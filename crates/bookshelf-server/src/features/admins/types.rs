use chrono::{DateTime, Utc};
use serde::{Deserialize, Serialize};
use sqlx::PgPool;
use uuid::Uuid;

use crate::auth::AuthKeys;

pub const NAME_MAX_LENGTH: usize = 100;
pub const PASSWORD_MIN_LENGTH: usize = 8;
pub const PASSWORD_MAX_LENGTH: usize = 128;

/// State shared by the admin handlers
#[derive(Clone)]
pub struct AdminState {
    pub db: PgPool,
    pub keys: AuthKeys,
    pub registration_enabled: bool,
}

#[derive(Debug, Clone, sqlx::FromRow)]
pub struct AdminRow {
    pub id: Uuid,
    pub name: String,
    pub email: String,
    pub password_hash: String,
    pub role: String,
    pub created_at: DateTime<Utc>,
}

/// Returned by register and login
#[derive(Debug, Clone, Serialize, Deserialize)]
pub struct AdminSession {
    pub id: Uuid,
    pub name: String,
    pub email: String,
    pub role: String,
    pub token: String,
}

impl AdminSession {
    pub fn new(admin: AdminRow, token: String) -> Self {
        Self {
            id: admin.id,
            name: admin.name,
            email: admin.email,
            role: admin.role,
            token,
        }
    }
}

= = = = =

- _YOUR GOAL_
For the records above, state how many lines include the string "AuthKeys", giving the number and nothing else.

- _RESPONSE FOR THIS EXERCISE_
2